* [What you need to do] Where the string "SlideProvider" occurs in a line of the data below, that line should be copied.
Data to process below:
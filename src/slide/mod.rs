//! Slide access layer.
//!
//! The pyramidal-image codec is external; this module owns everything
//! between it and the tile service.
//!
//! # Architecture
//!
//! ```text
//! ┌─────────────────────────────────────────┐
//! │              Tile Service               │
//! └────────────────────┬────────────────────┘
//!                      │ get(path)
//!                      ▼
//! ┌─────────────────────────────────────────┐
//! │              SlideCache                 │
//! │  (LRU of open handles, per-slide mpp,   │
//! │   normalization ceiling, colour xform)  │
//! └──────────┬─────────────────────┬────────┘
//!            │ open / close        │ attach
//!            ▼                     ▼
//! ┌─────────────────────┐  ┌────────────────────┐
//! │ SlideProvider /     │  │ SharedDecodeCache  │
//! │ SlideHandle traits  │◄─│ (byte-budget LRU)  │
//! └─────────────────────┘  └────────────────────┘
//! ```
//!
//! # Usage
//!
//! ```ignore
//! use wsi_deepzoom::slide::{SlideCache, SlideCacheConfig, SlideProvider};
//!
//! // Implement SlideProvider / SlideHandle over your codec
//! struct MyProvider { /* ... */ }
//!
//! let cache = SlideCache::new(MyProvider::new(), SlideCacheConfig::default());
//!
//! // Opens on first access, promoted on every later one
//! let entry = cache.get(Path::new("/data/slides/CMU-1.svs"))?;
//! println!("{} at {} µm/px", entry.display_name(), entry.microns_per_pixel());
//! ```

mod cache;
mod decode_cache;
mod percentile;
mod provider;

pub use cache::{CacheEntry, SlideCache, SlideCacheConfig, DEFAULT_SLIDE_CACHE_CAPACITY};
pub use decode_cache::{BlockKey, SharedDecodeCache, DEFAULT_DECODE_CACHE_BYTES};
pub use percentile::{percentile_nonzero, CEILING_PERCENTILE};
pub use provider::{
    DzOptions, SlideHandle, SlideProvider, DEFAULT_OVERLAP, DEFAULT_TILE_SIZE,
    PROPERTY_NAME_MPP_X, PROPERTY_NAME_MPP_Y,
};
End of Data to process.
* [Answer to this exercise]
//! │ SlideProvider /     │  │ SharedDecodeCache  │
//! use wsi_deepzoom::slide::{SlideCache, SlideCacheConfig, SlideProvider};
//! // Implement SlideProvider / SlideHandle over your codec
    DzOptions, SlideHandle, SlideProvider, DEFAULT_OVERLAP, DEFAULT_TILE_SIZE,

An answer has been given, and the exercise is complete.